Most people who make a claim on their health insurance never worry about how and when the bill will be paid.

However, sometimes the insurer delays payment to the provider. This can cause anxiety for the patient if the doctor demands prompt reimbursement for services.

delayed-health-insurance-claim In fact, that situation is not unusual, says Amy Bach, executive director at the nonprofit consumer advocacy group United Policyholders.

"It is quite common, and I think it's going to become more common until health care reform shakes out," she says.

What causes a health insurance claim delay?

Sometimes, delays are the result of an insurer investigating a claim, and deciding that it doesn’t fall within the health plan's scope of coverage.

But in many other cases, delays are the result of miscommunication. Because every health care plan has its own internal billing guidelines and coding procedures, information doesn't always flow smoothly between providers and insurers.

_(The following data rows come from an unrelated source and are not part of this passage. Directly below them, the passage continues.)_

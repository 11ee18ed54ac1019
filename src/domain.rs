//! Domain models: cards, generation requests/results and request limits.

use std::{fmt, str::FromStr};

use serde::{Deserialize, Serialize};

use crate::error::{Rejection, ValidationError};

/// Kind of flashcard.
#[derive(Clone, Copy, Debug, Default, PartialEq, Eq, Hash, Serialize, Deserialize)]
#[serde(rename_all = "lowercase")]
pub enum CardType {
  #[default]
  Qa,
  Definition,
  Cloze,
}

impl CardType {
  pub fn as_str(&self) -> &'static str {
    match self {
      CardType::Qa => "qa",
      CardType::Definition => "definition",
      CardType::Cloze => "cloze",
    }
  }

  /// Case-insensitive match, including a few spellings models like to use.
  pub fn parse_loose(s: &str) -> Option<Self> {
    match s.trim().to_ascii_lowercase().as_str() {
      "qa" | "q/a" | "q&a" | "question" | "basic" => Some(CardType::Qa),
      "definition" | "def" | "term" => Some(CardType::Definition),
      "cloze" | "fill-in-the-blank" | "fill_in_the_blank" | "blank" => Some(CardType::Cloze),
      _ => None,
    }
  }
}

#[derive(Clone, Copy, Debug, Default, PartialEq, Eq, Hash, Serialize, Deserialize)]
#[serde(rename_all = "lowercase", try_from = "String")]
pub enum Difficulty {
  Easy,
  #[default]
  Medium,
  Hard,
}

impl Difficulty {
  pub fn as_str(&self) -> &'static str {
    match self {
      Difficulty::Easy => "easy",
      Difficulty::Medium => "medium",
      Difficulty::Hard => "hard",
    }
  }

  pub fn parse_loose(s: &str) -> Option<Self> {
    match s.trim().to_ascii_lowercase().as_str() {
      "easy" => Some(Difficulty::Easy),
      "medium" => Some(Difficulty::Medium),
      "hard" => Some(Difficulty::Hard),
      _ => None,
    }
  }
}

impl TryFrom<String> for Difficulty {
  type Error = String;
  fn try_from(s: String) -> Result<Self, Self::Error> {
    Difficulty::parse_loose(&s).ok_or_else(|| format!("unknown difficulty '{s}'"))
  }
}

impl fmt::Display for Difficulty {
  fn fmt(&self, f: &mut fmt::Formatter<'_>) -> fmt::Result {
    f.write_str(self.as_str())
  }
}

/// How the generator should render cards.
#[derive(Clone, Copy, Debug, Default, PartialEq, Eq, Hash, Serialize, Deserialize)]
#[serde(try_from = "String", into = "String")]
pub enum Style {
  #[default]
  Qa,
  Definition,
  Cloze,
}

impl Style {
  pub fn label(&self) -> &'static str {
    match self {
      Style::Qa => "Q/A",
      Style::Definition => "Definition",
      Style::Cloze => "Cloze",
    }
  }

  /// Card type every card rendered in this style carries.
  pub fn card_type(&self) -> CardType {
    match self {
      Style::Qa => CardType::Qa,
      Style::Definition => CardType::Definition,
      Style::Cloze => CardType::Cloze,
    }
  }
}

impl FromStr for Style {
  type Err = String;
  fn from_str(s: &str) -> Result<Self, Self::Err> {
    match s.trim().to_ascii_lowercase().as_str() {
      "q/a" | "qa" | "q&a" => Ok(Style::Qa),
      "definition" => Ok(Style::Definition),
      "cloze" => Ok(Style::Cloze),
      _ => Err(format!("unknown style '{s}'")),
    }
  }
}

impl TryFrom<String> for Style {
  type Error = String;
  fn try_from(s: String) -> Result<Self, Self::Error> {
    s.parse()
  }
}

impl From<Style> for String {
  fn from(s: Style) -> String {
    s.label().to_string()
  }
}

impl fmt::Display for Style {
  fn fmt(&self, f: &mut fmt::Formatter<'_>) -> fmt::Result {
    f.write_str(self.label())
  }
}

/// One flashcard. Immutable once built; construction goes through the card schema
/// so every instance satisfies it.
#[derive(Clone, Debug, PartialEq, Eq, Serialize, Deserialize)]
#[serde(try_from = "serde_json::Map<String, serde_json::Value>")]
pub struct Card {
  #[serde(rename = "type")]
  card_type: CardType,
  difficulty: Difficulty,
  question: String,
  answer: String,
}

impl Card {
  pub fn new(
    card_type: CardType,
    difficulty: Difficulty,
    question: impl Into<String>,
    answer: impl Into<String>,
  ) -> Result<Self, Rejection> {
    let question: String = question.into();
    let answer: String = answer.into();
    crate::schema::build_card(card_type, difficulty, &question, &answer)
  }

  /// Only the schema module calls this, after checking every rule.
  pub(crate) fn from_validated(
    card_type: CardType,
    difficulty: Difficulty,
    question: String,
    answer: String,
  ) -> Self {
    Self { card_type, difficulty, question, answer }
  }

  pub fn card_type(&self) -> CardType { self.card_type }
  pub fn difficulty(&self) -> Difficulty { self.difficulty }
  pub fn question(&self) -> &str { &self.question }
  pub fn answer(&self) -> &str { &self.answer }
}

impl TryFrom<serde_json::Map<String, serde_json::Value>> for Card {
  type Error = Rejection;
  fn try_from(map: serde_json::Map<String, serde_json::Value>) -> Result<Self, Self::Error> {
    crate::schema::validate_candidate(&map)
  }
}

#[derive(Clone, Debug)]
pub struct GenerationRequest {
  pub text: String,
  pub count: usize,
  pub style: Style,
  pub difficulty: Difficulty,
  pub use_llm: bool,
}

/// Which path actually produced the cards.
#[derive(Clone, Copy, Debug, PartialEq, Eq, Hash, Serialize, Deserialize)]
#[serde(rename_all = "snake_case")]
pub enum Mode {
  /// The model returned at least the requested number of valid cards.
  Llm,
  /// The model returned some valid cards, but fewer than requested.
  LlmPartial,
  Fallback,
}

impl Mode {
  pub fn as_str(&self) -> &'static str {
    match self {
      Mode::Llm => "llm",
      Mode::LlmPartial => "llm_partial",
      Mode::Fallback => "fallback",
    }
  }
}

impl fmt::Display for Mode {
  fn fmt(&self, f: &mut fmt::Formatter<'_>) -> fmt::Result {
    f.write_str(self.as_str())
  }
}

#[derive(Clone, Debug, Serialize)]
pub struct GenerationResult {
  pub cards: Vec<Card>,
  pub mode: Mode,
  /// Unparsed model reply, kept for debugging. Always empty for fallback results.
  pub raw: String,
}

/// Request bounds. These are UX policy, so they live in config rather than code.
#[derive(Clone, Debug, Deserialize, PartialEq, Eq)]
#[serde(default)]
pub struct Limits {
  pub min_chars: usize,
  pub min_cards: usize,
  pub max_cards: usize,
}

impl Default for Limits {
  fn default() -> Self {
    Self { min_chars: 120, min_cards: 3, max_cards: 30 }
  }
}

impl Limits {
  pub fn validate(&self, req: &GenerationRequest) -> Result<(), ValidationError> {
    let text = req.text.trim();
    if text.is_empty() {
      return Err(ValidationError::EmptyText);
    }
    let actual = text.chars().count();
    if actual < self.min_chars {
      return Err(ValidationError::TooShort { min: self.min_chars, actual });
    }
    if req.count < self.min_cards || req.count > self.max_cards {
      return Err(ValidationError::CountOutOfRange {
        count: req.count,
        min: self.min_cards,
        max: self.max_cards,
      });
    }
    Ok(())
  }
}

Health reform may make the situation worse, at least temporarily. Many people now are turning to health insurance exchanges and buying insurance from new insurers, or getting new plans through their employer.

The flow of information may slow further as insurers form new relationships with new medical providers, she says.

"I'm expecting there to be more delays," Bach says. 

States set the rules

Many states have "prompt pay" laws that require insurance companies to pay a claim within a specified number of days -- usually 30 days -- or be subject to a penalty. However, the rules differ from state to state. For example:

  • In Illinois, insurers must pay claims within 30 days or face a penalty of 9 percent interest per year on the unpaid amount until the payment is made to the medical provider.
  • In Kansas, insurers must pay claims within 30 days or accrue interest penalties of 1 percent per month.
  • In Texas, insurers must pay claims within 30 days if they have been submitted electronically, or 45 days if they have been submitted by traditional mail. Insurers who pay late face various penalties, including a $1,000 daily penalty for insurers who are late paying at least 2 percent of all their claims to all providers.

"The fine is per claim per day, so it can add up really, really fast," says Deeia Beck, public counsel for the Texas Office of Public Insurance Counsel.

Generally, all "clean claims" are subject to such rules. For a claim to be "clean," insurers have all the information necessary to process the claim, including proper documentation of the medical visit or procedure.

Insurers who don't receive such information generally are required to notify providers and patients of the problem within a time frame specified by the state.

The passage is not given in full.